«…È accaduto che l’Università italiana non abbia seguito l’evoluzione generale dei sistemi di istruzione superiore dagli anni 60 in poi…

  …Si è trattato della trasformazione da un sistema tradizionale di piccole dimensioni, basato sulla comunità dei docenti e su un corpo studentesco molto omogeneo in termini di classe sociale, ad un sistema ampio e socialmente diversificato?».

Le osservazioni appena riportate, enunciate dal prof. Martinotti nel corso della relazione su «I mutamenti del sistema universitario italiano», sono non solo molto significative ma soprattutto condivisibili perché alla base della grande trasformazione culturale iniziata negli anni Settanta sebbene soltanto con il quadro istituzionale elaborato dalla Commissione Martinotti – considerato da molti il summit dei pilastri su cui poggiano i sistemi accademici dei paesi più industrializzati del mondo (quali ad esempio il Giappone e gli Stati Uniti) – sia riscontrabile un reale tentativo di adeguamento del sistema scolastico alla realtà sociale circostante.

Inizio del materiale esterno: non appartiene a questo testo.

use std::io;

use thiserror::Error;

#[derive(Debug, Error)]
pub enum CliError {
    #[error(transparent)]
    Core(#[from] ordersync_core::Error),
    #[error(transparent)]
    Io(#[from] io::Error),
    #[error(transparent)]
    Serialization(#[from] serde_json::Error),
    #[error("Order not found for client id: {0}")]
    OrderNotFound(String),
    #[error("Invalid batch file: {0}")]
    InvalidBatchFile(String),
    #[error("Limit must be greater than zero")]
    InvalidLimit,
}
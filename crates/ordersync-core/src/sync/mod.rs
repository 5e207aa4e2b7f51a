//! Reconciliation pipeline: idempotency lookup, conflict detection,
//! last-write-wins resolution, audit logging, and batch coordination.

mod audit;
mod coordinator;
mod detector;
mod idempotency;
mod locks;
mod resolver;

pub use audit::{resolution_message, AuditLogger};
pub use coordinator::{
    ConflictOutcome, SyncConfig, SyncCoordinator, SyncItemError, SyncMetricsSnapshot, SyncReport,
    SyncScope,
};
pub use detector::detect;
pub use idempotency::{IdempotencyResolver, Idempotent};
pub use resolver::{resolve, Resolution, Side};
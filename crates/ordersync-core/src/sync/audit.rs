//! Append-only audit trail of reconciliation decisions

use std::collections::BTreeSet;
use std::sync::atomic::{AtomicU64, Ordering};
use std::sync::Arc;
use std::time::Duration;

use chrono::{DateTime, Utc};

use crate::db::OrderGateway;
use crate::models::{ConflictField, ConflictResolution, NewConflictResolution, ResolutionAction};

/// Writes resolution records without ever failing the sync they document
pub struct AuditLogger<G> {
    gateway: Arc<G>,
    timeout: Duration,
    failures: Arc<AtomicU64>,
}

impl<G> Clone for AuditLogger<G> {
    fn clone(&self) -> Self {
        Self {
            gateway: Arc::clone(&self.gateway),
            timeout: self.timeout,
            failures: Arc::clone(&self.failures),
        }
    }
}

impl<G: OrderGateway> AuditLogger<G> {
    pub fn new(gateway: Arc<G>, timeout: Duration) -> Self {
        Self {
            gateway,
            timeout,
            failures: Arc::new(AtomicU64::new(0)),
        }
    }

    /// Append one entry; returns `None` (after logging a warning) on failure
    pub async fn record(&self, entry: &NewConflictResolution) -> Option<ConflictResolution> {
        let outcome = tokio::time::timeout(self.timeout, self.gateway.append_audit_entry(entry))
            .await
            .unwrap_or_else(|_| Err(crate::Error::Timeout(self.timeout.as_millis())));

        match outcome {
            Ok(recorded) => Some(recorded),
            Err(error) => {
                self.failures.fetch_add(1, Ordering::Relaxed);
                tracing::warn!(
                    business = entry.business_id.as_str(),
                    client_id = entry.client_generated_id.as_str(),
                    action = entry.resolution_action.as_str(),
                    %error,
                    "Failed to append conflict resolution audit entry"
                );
                None
            }
        }
    }

    /// Number of audit writes that failed since startup
    pub fn failures(&self) -> u64 {
        self.failures.load(Ordering::Relaxed)
    }
}

/// Human-readable explanation of a decision
pub fn resolution_message(
    action: ResolutionAction,
    conflict_fields: &BTreeSet<ConflictField>,
    local_timestamp: DateTime<Utc>,
    server_timestamp: DateTime<Utc>,
) -> String {
    if conflict_fields.is_empty() {
        return match action {
            ResolutionAction::LocalWins => format!(
                "No conflict found: no changes to monitored fields; local timestamp {} supersedes server timestamp {}",
                local_timestamp.to_rfc3339(),
                server_timestamp.to_rfc3339()
            ),
            _ => "No conflict found: no changes to monitored fields; server version retained"
                .to_string(),
        };
    }

    let fields = conflict_fields
        .iter()
        .map(|field| field.as_str())
        .collect::<Vec<_>>()
        .join(", ");

    match action {
        ResolutionAction::LocalWins => format!(
            "Local version ({}) is newer than server version ({}); local values kept for: {fields}",
            local_timestamp.to_rfc3339(),
            server_timestamp.to_rfc3339()
        ),
        ResolutionAction::ServerWins if local_timestamp == server_timestamp => format!(
            "Timestamps are equal ({}); server version retained for: {fields}",
            server_timestamp.to_rfc3339()
        ),
        ResolutionAction::ServerWins => format!(
            "Server version ({}) is newer than local version ({}); local values discarded for: {fields}",
            server_timestamp.to_rfc3339(),
            local_timestamp.to_rfc3339()
        ),
        ResolutionAction::MergeRequired => format!("Manual merge required for: {fields}"),
    }
}
use std::path::Path;

use crate::commands::common::{find_order, format_order_lines, open_gateway};
use crate::error::CliError;

pub async fn run_show(
    client_id: &str,
    business: &str,
    as_json: bool,
    db_path: &Path,
) -> Result<(), CliError> {
    let gateway = open_gateway(db_path).await?;
    let order = find_order(&gateway, business, client_id).await?;

    if as_json {
        println!("{}", serde_json::to_string_pretty(&order)?);
    } else {
        for line in format_order_lines(&order) {
            println!("{line}");
        }
    }
    Ok(())
}
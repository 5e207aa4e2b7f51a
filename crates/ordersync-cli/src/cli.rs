use std::path::PathBuf;

use chrono::{DateTime, Utc};
use clap::{Parser, Subcommand, ValueEnum};

#[derive(Parser)]
#[command(name = "ordersync")]
#[command(about = "Replay sync batches and inspect conflict resolutions")]
#[command(version)]
pub struct Cli {
    #[command(subcommand)]
    pub command: Commands,

    /// Optional path to local database file
    #[arg(long, global = true, value_name = "PATH")]
    pub db_path: Option<PathBuf>,
}

#[derive(Subcommand)]
pub enum Commands {
    /// Reconcile a captured sync batch against the order store
    Sync {
        /// JSON file holding `{"orders": [...]}` or a bare array of orders
        #[arg(short, long, value_name = "PATH")]
        file: PathBuf,
        /// Business the batch belongs to
        #[arg(short, long)]
        business: String,
        /// Actor recorded on audit entries
        #[arg(short, long, default_value = "ordersync-cli")]
        actor: String,
        /// Run against an empty in-memory store; nothing is written to disk
        #[arg(long)]
        dry_run: bool,
        /// Output the full report as JSON
        #[arg(long)]
        json: bool,
    },
    /// Show the order of record for a client-generated id
    Show {
        /// Client-generated order id
        client_id: String,
        #[arg(short, long)]
        business: String,
        /// Output as JSON
        #[arg(long)]
        json: bool,
    },
    /// List conflict resolutions recorded for an order, newest first
    Resolutions {
        /// Client-generated order id
        client_id: String,
        #[arg(short, long)]
        business: String,
        /// Number of entries to show
        #[arg(short, long, default_value = "20")]
        limit: usize,
        /// Output as JSON
        #[arg(long)]
        json: bool,
    },
    /// Summarize resolutions by action over a time window
    Stats {
        #[arg(short, long)]
        business: String,
        /// Window start (RFC 3339); defaults to 24 hours before the end
        #[arg(long)]
        since: Option<DateTime<Utc>>,
        /// Window end (RFC 3339); defaults to now
        #[arg(long)]
        until: Option<DateTime<Utc>>,
        /// Output as JSON
        #[arg(long)]
        json: bool,
    },
    /// Generate shell completion scripts
    Completions {
        /// Target shell
        #[arg(value_enum)]
        shell: CompletionShell,
        /// Optional output path (stdout when omitted)
        #[arg(short, long, value_name = "PATH")]
        output: Option<PathBuf>,
    },
}

#[derive(Clone, Copy, Debug, Eq, PartialEq, ValueEnum)]
pub enum CompletionShell {
    Bash,
    Zsh,
    Fish,
}
//! Conflict resolution audit model

use std::collections::BTreeSet;
use std::fmt;
use std::str::FromStr;

use chrono::{DateTime, Utc};
use serde::{Deserialize, Serialize};

use super::OrderId;
use crate::error::Error;

/// Outcome of one reconciliation decision
#[derive(Debug, Clone, Copy, PartialEq, Eq, Hash, Serialize, Deserialize)]
#[serde(rename_all = "snake_case")]
pub enum ResolutionAction {
    /// The client's version became authoritative
    LocalWins,
    /// The stored version was kept
    ServerWins,
    /// Reserved for a field-level merge strategy; never produced
    MergeRequired,
}

impl ResolutionAction {
    pub const fn as_str(self) -> &'static str {
        match self {
            Self::LocalWins => "local_wins",
            Self::ServerWins => "server_wins",
            Self::MergeRequired => "merge_required",
        }
    }
}

impl fmt::Display for ResolutionAction {
    fn fmt(&self, f: &mut fmt::Formatter<'_>) -> fmt::Result {
        f.write_str(self.as_str())
    }
}

impl FromStr for ResolutionAction {
    type Err = Error;

    fn from_str(s: &str) -> Result<Self, Self::Err> {
        match s {
            "local_wins" => Ok(Self::LocalWins),
            "server_wins" => Ok(Self::ServerWins),
            "merge_required" => Ok(Self::MergeRequired),
            other => Err(Error::InvalidInput(format!(
                "unknown resolution action: {other}"
            ))),
        }
    }
}

/// Monitored order fields compared during conflict detection
#[derive(Debug, Clone, Copy, PartialEq, Eq, PartialOrd, Ord, Hash, Serialize, Deserialize)]
#[serde(rename_all = "snake_case")]
pub enum ConflictField {
    ClientName,
    ClientPhone,
    Total,
    DeliveryDate,
    DeliveryTime,
    Status,
    Notes,
}

impl ConflictField {
    pub const ALL: [Self; 7] = [
        Self::ClientName,
        Self::ClientPhone,
        Self::Total,
        Self::DeliveryDate,
        Self::DeliveryTime,
        Self::Status,
        Self::Notes,
    ];

    pub const fn as_str(self) -> &'static str {
        match self {
            Self::ClientName => "client_name",
            Self::ClientPhone => "client_phone",
            Self::Total => "total",
            Self::DeliveryDate => "delivery_date",
            Self::DeliveryTime => "delivery_time",
            Self::Status => "status",
            Self::Notes => "notes",
        }
    }
}

impl fmt::Display for ConflictField {
    fn fmt(&self, f: &mut fmt::Formatter<'_>) -> fmt::Result {
        f.write_str(self.as_str())
    }
}

/// Resolution record before the audit store assigns it an id
#[derive(Debug, Clone, PartialEq, Eq, Serialize, Deserialize)]
pub struct NewConflictResolution {
    pub order_id: OrderId,
    pub business_id: String,
    pub client_generated_id: String,
    pub resolution_action: ResolutionAction,
    pub resolution_message: String,
    /// Actor that triggered the sync (end user or automated job)
    pub resolved_by: String,
    /// Wall-clock time of the decision
    pub resolved_at: DateTime<Utc>,
    pub local_timestamp: DateTime<Utc>,
    pub server_timestamp: DateTime<Utc>,
    /// Fields that differed; informational only
    pub conflict_fields: BTreeSet<ConflictField>,
}

/// Immutable audit entry for one reconciliation decision
#[derive(Debug, Clone, PartialEq, Eq, Serialize, Deserialize)]
pub struct ConflictResolution {
    /// Audit row identifier
    pub id: i64,
    #[serde(flatten)]
    pub entry: NewConflictResolution,
}

impl ConflictResolution {
    pub const fn new(id: i64, entry: NewConflictResolution) -> Self {
        Self { id, entry }
    }
}

/// Half-open time range `[since, until)`
#[derive(Debug, Clone, Copy, PartialEq, Eq, Serialize, Deserialize)]
pub struct TimeWindow {
    pub since: DateTime<Utc>,
    pub until: DateTime<Utc>,
}

impl TimeWindow {
    pub fn new(since: DateTime<Utc>, until: DateTime<Utc>) -> crate::Result<Self> {
        if since >= until {
            return Err(Error::InvalidInput(
                "time window start must be before its end".to_string(),
            ));
        }
        Ok(Self { since, until })
    }

    /// Window ending now and spanning `span`
    pub fn trailing(span: chrono::Duration) -> Self {
        let until = Utc::now();
        Self {
            since: until - span,
            until,
        }
    }

    pub fn contains(&self, instant: DateTime<Utc>) -> bool {
        self.since <= instant && instant < self.until
    }
}

/// Resolution counts by action for one business over a time window
#[derive(Debug, Clone, Copy, PartialEq, Eq, Serialize, Deserialize)]
pub struct ResolutionStats {
    pub window: TimeWindow,
    pub local_wins: u64,
    pub server_wins: u64,
    pub merge_required: u64,
    /// Resolutions where no monitored field differed
    pub without_field_changes: u64,
}

impl ResolutionStats {
    pub const fn empty(window: TimeWindow) -> Self {
        Self {
            window,
            local_wins: 0,
            server_wins: 0,
            merge_required: 0,
            without_field_changes: 0,
        }
    }

    pub fn record(&mut self, action: ResolutionAction, count: u64) {
        match action {
            ResolutionAction::LocalWins => self.local_wins += count,
            ResolutionAction::ServerWins => self.server_wins += count,
            ResolutionAction::MergeRequired => self.merge_required += count,
        }
    }

    pub const fn total(&self) -> u64 {
        self.local_wins + self.server_wins + self.merge_required
    }
}
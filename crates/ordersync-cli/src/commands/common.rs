use std::collections::BTreeSet;
use std::env;
use std::path::{Path, PathBuf};

use chrono::{DateTime, Duration, Utc};
use ordersync_core::db::{LibSqlOrderGateway, OrderGateway};
use ordersync_core::models::{ConflictField, ResolutionStats, SyncRequest, TimeWindow};
use ordersync_core::sync::SyncReport;
use ordersync_core::{ConflictResolution, Order};
use serde_json::Value;

use crate::error::CliError;

pub const DB_PATH_ENV: &str = "ORDERSYNC_DB_PATH";

pub fn resolve_db_path(cli_db_path: Option<PathBuf>) -> PathBuf {
    cli_db_path
        .or_else(|| env::var_os(DB_PATH_ENV).map(PathBuf::from))
        .unwrap_or_else(default_db_path)
}

pub fn default_db_path() -> PathBuf {
    dirs::data_dir()
        .unwrap_or_else(|| PathBuf::from("."))
        .join("ordersync")
        .join("orders.db")
}

pub async fn open_gateway(path: &Path) -> Result<LibSqlOrderGateway, CliError> {
    Ok(LibSqlOrderGateway::open(path).await?)
}

pub async fn find_order(
    gateway: &impl OrderGateway,
    business_id: &str,
    client_id: &str,
) -> Result<Order, CliError> {
    gateway
        .find_by_client_generated_id(business_id, client_id)
        .await?
        .ok_or_else(|| CliError::OrderNotFound(client_id.to_string()))
}

/// Parse a captured batch: either a sync request object or a bare array
pub fn parse_batch(text: &str) -> Result<SyncRequest, CliError> {
    let value: Value = serde_json::from_str(text)?;
    match value {
        Value::Array(orders) => Ok(SyncRequest::new(orders)),
        Value::Object(_) => Ok(serde_json::from_value(value)?),
        _ => Err(CliError::InvalidBatchFile(
            "expected an object with `orders` or an array of orders".to_string(),
        )),
    }
}

pub fn read_batch_file(path: &Path) -> Result<SyncRequest, CliError> {
    let text = std::fs::read_to_string(path)?;
    parse_batch(&text)
}

pub fn stats_window(
    since: Option<DateTime<Utc>>,
    until: Option<DateTime<Utc>>,
) -> Result<TimeWindow, CliError> {
    if since.is_none() && until.is_none() {
        return Ok(TimeWindow::trailing(Duration::hours(24)));
    }
    let until = until.unwrap_or_else(Utc::now);
    let since = since.unwrap_or(until - Duration::hours(24));
    Ok(TimeWindow::new(since, until)?)
}

pub fn format_timestamp(instant: DateTime<Utc>) -> String {
    instant.format("%Y-%m-%d %H:%M:%S%.3f UTC").to_string()
}

pub fn format_fields(fields: &BTreeSet<ConflictField>) -> String {
    if fields.is_empty() {
        return "-".to_string();
    }
    fields
        .iter()
        .map(|field| field.as_str())
        .collect::<Vec<_>>()
        .join(",")
}

pub fn format_order_lines(order: &Order) -> Vec<String> {
    let version = &order.version;
    let mut lines = vec![
        format!("{}  ({})", order.client_generated_id, order.id),
        format!("  client    {}", version.client_name),
        format!("  status    {}", version.status.as_str()),
        format!("  total     {:.2}", version.total),
        format!(
            "  delivery  {} {}",
            version.delivery_date,
            version.delivery_time.as_deref().unwrap_or("")
        ),
        format!("  modified  {}", format_timestamp(version.last_modified_at)),
    ];
    for item in &version.items {
        lines.push(format!(
            "  - {} x{} @ {:.2}",
            item.product_name, item.quantity, item.unit_price
        ));
    }
    lines
}

pub fn format_resolution_lines(resolutions: &[ConflictResolution]) -> Vec<String> {
    resolutions
        .iter()
        .map(|resolution| {
            let entry = &resolution.entry;
            format!(
                "{}  {:<11}  by={}  fields={}  {}",
                format_timestamp(entry.resolved_at),
                entry.resolution_action.as_str(),
                entry.resolved_by,
                format_fields(&entry.conflict_fields),
                entry.resolution_message
            )
        })
        .collect()
}

pub fn format_report_lines(report: &SyncReport) -> Vec<String> {
    let mut lines = vec![report.message.clone()];
    for conflict in &report.conflicts {
        let audit = conflict
            .audit_id
            .map_or_else(|| "unrecorded".to_string(), |id| format!("#{id}"));
        lines.push(format!(
            "conflict  {}  {}  fields={}  audit={audit}",
            conflict.client_generated_id,
            conflict.resolution.resolution_action.as_str(),
            format_fields(&conflict.resolution.conflict_fields)
        ));
    }
    for error in &report.errors {
        let client_id = error
            .item
            .get("client_generated_id")
            .and_then(Value::as_str)
            .unwrap_or("?");
        let retry = if error.retryable { "retryable" } else { "permanent" };
        lines.push(format!("error     {client_id}  {retry}  {}", error.error));
    }
    lines
}

pub fn format_stats_lines(stats: &ResolutionStats) -> Vec<String> {
    vec![
        format!(
            "{} .. {}",
            format_timestamp(stats.window.since),
            format_timestamp(stats.window.until)
        ),
        format!("local_wins       {}", stats.local_wins),
        format!("server_wins      {}", stats.server_wins),
        format!("merge_required   {}", stats.merge_required),
        format!("no field changes {}", stats.without_field_changes),
        format!("total            {}", stats.total()),
    ]
}
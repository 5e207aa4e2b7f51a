use std::collections::HashMap;
use std::env;
use std::path::PathBuf;
use std::time::Duration;

use ordersync_core::sync::SyncConfig;
use thiserror::Error;

#[derive(Debug, Error)]
pub enum ConfigError {
    #[error("Missing required environment variable: {0}")]
    MissingVar(&'static str),
    #[error("Invalid configuration: {0}")]
    Invalid(String),
}

#[derive(Debug, Clone)]
pub struct AppConfig {
    pub bind_addr: String,
    pub db_path: PathBuf,
    pub sync: SyncConfig,
}

impl AppConfig {
    pub fn from_env() -> Result<Self, ConfigError> {
        let values: HashMap<String, String> = env::vars().collect();
        Self::from_lookup(|name| values.get(name).cloned())
    }

    fn from_lookup(lookup: impl Fn(&str) -> Option<String>) -> Result<Self, ConfigError> {
        let bind_addr = value_or_default(&lookup, "ORDERSYNC_BIND_ADDR", "127.0.0.1:8080");
        let db_path = PathBuf::from(required_trimmed(&lookup, "ORDERSYNC_DB_PATH")?);

        let item_timeout_ms = bounded_u64(&lookup, "SYNC_ITEM_TIMEOUT_MS", 10_000, 100, 120_000)?;
        let max_concurrency = bounded_u64(&lookup, "SYNC_MAX_CONCURRENCY", 8, 1, 64)?;
        let max_batch_size = bounded_u64(&lookup, "SYNC_MAX_BATCH_SIZE", 500, 1, 5_000)?;
        let max_cas_retries = bounded_u64(&lookup, "SYNC_MAX_CAS_RETRIES", 3, 0, 10)?;

        Ok(Self {
            bind_addr,
            db_path,
            sync: SyncConfig {
                item_timeout: Duration::from_millis(item_timeout_ms),
                max_concurrency: to_usize(max_concurrency),
                max_batch_size: to_usize(max_batch_size),
                max_cas_retries: u32::try_from(max_cas_retries).unwrap_or(u32::MAX),
            },
        })
    }
}

fn bounded_u64(
    lookup: impl Fn(&str) -> Option<String>,
    name: &str,
    default: u64,
    min: u64,
    max: u64,
) -> Result<u64, ConfigError> {
    let Some(raw) = optional_trimmed(lookup, name) else {
        return Ok(default);
    };
    let value = raw.parse::<u64>().map_err(|_| {
        ConfigError::Invalid(format!("{name} must be an integer between {min} and {max}"))
    })?;
    if !(min..=max).contains(&value) {
        return Err(ConfigError::Invalid(format!(
            "{name} must be between {min} and {max}"
        )));
    }
    Ok(value)
}

fn to_usize(value: u64) -> usize {
    usize::try_from(value).unwrap_or(usize::MAX)
}

fn value_or_default(lookup: impl Fn(&str) -> Option<String>, name: &str, default: &str) -> String {
    optional_trimmed(lookup, name).unwrap_or_else(|| default.to_string())
}

fn required_trimmed(
    lookup: impl Fn(&str) -> Option<String>,
    name: &'static str,
) -> Result<String, ConfigError> {
    optional_trimmed(lookup, name).ok_or(ConfigError::MissingVar(name))
}

fn optional_trimmed(lookup: impl Fn(&str) -> Option<String>, name: &str) -> Option<String> {
    lookup(name).and_then(|value| {
        let trimmed = value.trim();
        if trimmed.is_empty() {
            None
        } else {
            Some(trimmed.to_string())
        }
    })
}

#[cfg(test)]
mod tests {
    use std::collections::HashMap;

    use super::*;

    fn load(pairs: &[(&str, &str)]) -> Result<AppConfig, ConfigError> {
        let map: HashMap<&str, &str> = pairs.iter().copied().collect();
        AppConfig::from_lookup(|key| map.get(key).map(|value| (*value).to_string()))
    }

    #[test]
    fn config_requires_database_path() {
        let err = load(&[]).unwrap_err();
        assert!(err.to_string().contains("ORDERSYNC_DB_PATH"));
    }

    #[test]
    fn config_applies_defaults() {
        let config = load(&[("ORDERSYNC_DB_PATH", "/var/lib/ordersync/orders.db")]).unwrap();
        assert_eq!(config.bind_addr, "127.0.0.1:8080");
        assert_eq!(config.db_path, PathBuf::from("/var/lib/ordersync/orders.db"));
        assert_eq!(config.sync, SyncConfig::default());
    }

    #[test]
    fn config_reads_sync_tuning() {
        let config = load(&[
            ("ORDERSYNC_DB_PATH", "orders.db"),
            ("ORDERSYNC_BIND_ADDR", "0.0.0.0:9000"),
            ("SYNC_ITEM_TIMEOUT_MS", "2500"),
            ("SYNC_MAX_CONCURRENCY", "16"),
            ("SYNC_MAX_BATCH_SIZE", "50"),
            ("SYNC_MAX_CAS_RETRIES", "0"),
        ])
        .unwrap();
        assert_eq!(config.bind_addr, "0.0.0.0:9000");
        assert_eq!(config.sync.item_timeout, Duration::from_millis(2500));
        assert_eq!(config.sync.max_concurrency, 16);
        assert_eq!(config.sync.max_batch_size, 50);
        assert_eq!(config.sync.max_cas_retries, 0);
    }

    #[test]
    fn config_rejects_out_of_range_values() {
        for (name, value) in [
            ("SYNC_ITEM_TIMEOUT_MS", "50"),
            ("SYNC_MAX_CONCURRENCY", "0"),
            ("SYNC_MAX_BATCH_SIZE", "10000"),
            ("SYNC_MAX_CAS_RETRIES", "many"),
        ] {
            let err = load(&[("ORDERSYNC_DB_PATH", "orders.db"), (name, value)]).unwrap_err();
            assert!(matches!(err, ConfigError::Invalid(_)));
            assert!(err.to_string().contains(name));
        }
    }
}
//! Per-identity mutual exclusion for items processed concurrently

use std::collections::HashMap;
use std::sync::{Arc, Mutex, PoisonError};

use tokio::sync::OwnedMutexGuard;

/// Async locks keyed by order identity
///
/// Entries are dropped as soon as nobody holds or awaits them, including
/// waiters that are cancelled before acquiring.
#[derive(Default)]
pub struct KeyedLocks {
    slots: Mutex<HashMap<String, Slot>>,
}

struct Slot {
    lock: Arc<tokio::sync::Mutex<()>>,
    users: usize,
}

/// One holder's or waiter's claim on a slot
struct Registration {
    locks: Arc<KeyedLocks>,
    key: String,
}

pub struct KeyGuard {
    // Field order matters: the mutex is released before the slot can be pruned.
    _guard: OwnedMutexGuard<()>,
    _registration: Registration,
}

impl KeyedLocks {
    pub async fn lock(self: &Arc<Self>, key: String) -> KeyGuard {
        let lock = {
            let mut slots = self.slots.lock().unwrap_or_else(PoisonError::into_inner);
            let slot = slots.entry(key.clone()).or_insert_with(|| Slot {
                lock: Arc::default(),
                users: 0,
            });
            slot.users += 1;
            Arc::clone(&slot.lock)
        };
        let registration = Registration {
            locks: Arc::clone(self),
            key,
        };
        let guard = lock.lock_owned().await;
        KeyGuard {
            _guard: guard,
            _registration: registration,
        }
    }

    #[cfg(test)]
    fn len(&self) -> usize {
        self.slots
            .lock()
            .unwrap_or_else(PoisonError::into_inner)
            .len()
    }
}

impl Drop for Registration {
    fn drop(&mut self) {
        let mut slots = self
            .locks
            .slots
            .lock()
            .unwrap_or_else(PoisonError::into_inner);
        if let Some(slot) = slots.get_mut(&self.key) {
            slot.users = slot.users.saturating_sub(1);
            if slot.users == 0 {
                slots.remove(&self.key);
            }
        }
    }
}

#[cfg(test)]
mod tests {
    use super::*;
    use std::time::Duration;

    #[tokio::test]
    async fn same_key_is_exclusive() {
        let locks = Arc::new(KeyedLocks::default());
        let first = locks.lock("b1/abc".to_string()).await;

        let contender = {
            let locks = Arc::clone(&locks);
            tokio::spawn(async move {
                let _guard = locks.lock("b1/abc".to_string()).await;
            })
        };
        tokio::time::sleep(Duration::from_millis(20)).await;
        assert!(!contender.is_finished());

        drop(first);
        contender.await.unwrap();
        assert_eq!(locks.len(), 0);
    }

    #[tokio::test]
    async fn cancelled_waiter_releases_its_slot() {
        let locks = Arc::new(KeyedLocks::default());
        let first = locks.lock("b1/abc".to_string()).await;

        let mut waiter = Box::pin(locks.lock("b1/abc".to_string()));
        let pending = tokio::time::timeout(Duration::from_millis(10), &mut waiter).await;
        assert!(pending.is_err());

        drop(first);
        assert_eq!(locks.len(), 1);
        drop(waiter);
        assert_eq!(locks.len(), 0);
    }

    #[tokio::test]
    async fn different_keys_do_not_block() {
        let locks = Arc::new(KeyedLocks::default());
        let _first = locks.lock("b1/abc".to_string()).await;
        let second = tokio::time::timeout(
            Duration::from_millis(100),
            locks.lock("b1/def".to_string()),
        )
        .await;
        assert!(second.is_ok());
    }
}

Per rendersi conto della problematica situazione che vive il sistema accademico italiano, basti pensare che dal 1960 al 1994 si sono rivolti all’Università 7.000.000 di giovani, di cui soltanto 2.000.000 hanno portato a termine gli studi universitari. Questi dati inducono a riflettere sulla gravità della situazione, che molti riconducono al fatto che il sistema italiano non risponde in maniera adeguata alle nuove esigenze degli studenti.

Alla base del progetto elaborato dalla Commissione Martinotti, diretto ad ottenere un sistema auto-regolato e auto-sostenentesi, vi sono i seguenti principi:

 

·         contrattualità tra università e studente con la necessaria definizione dei diritti e doveri reciproci;

·         distinzione tra studente a tempo pieno e a tempo parziale, poiché è considerato opportuno riconoscere le diverse esigenze che inducono alcuni a dedicarsi agli studi universitari ?a tempo pieno? e altri a diluire la propria formazione nel tempo;

·         flessibilità curriculare;

·         sostituzione di un valore formale del titolo di studio (a priori) con un sistema di certificazioni a posteriori che prevede la compilazione di una graduatoria sulla base dei risultati raggiunti;

·         didattica organizzata per crediti, ovvero sulla base di quanto deve lavorare lo studente per raggiungere la maturità in ordine ad una determinata disciplina;

·         articolazione dei corsi e dei titoli su tre livelli in maniera tale che gli studenti non abbiano un obiettivo lontano bensì intermedio, che prevede, in caso di abbandono degli studi, il riconoscimento della maturità raggiunta fino a quel momento.

 

Rivolgendo ora lo sguardo a ciò che sta succedendo in Europa occorre rilevare che in tutti i sistemi europei di istruzione superiore si stanno trovando difficili e complessi adattamenti innovativi, rifuggendo da impostazioni che proiettano a suggerire modelli astrattamente universalistici, ma incapaci di collegarsi con le molte forze innovative presenti nel mondo universitario, fra i quali occorre tener presente alcuni aspetti esterni, quali la riforma dei cicli scolastici, la costituzione di una ?seconda rete di formazione a livello terziario?, le carenze formative della popolazione adulta e la diffusione di una cultura di genere nella società, etc?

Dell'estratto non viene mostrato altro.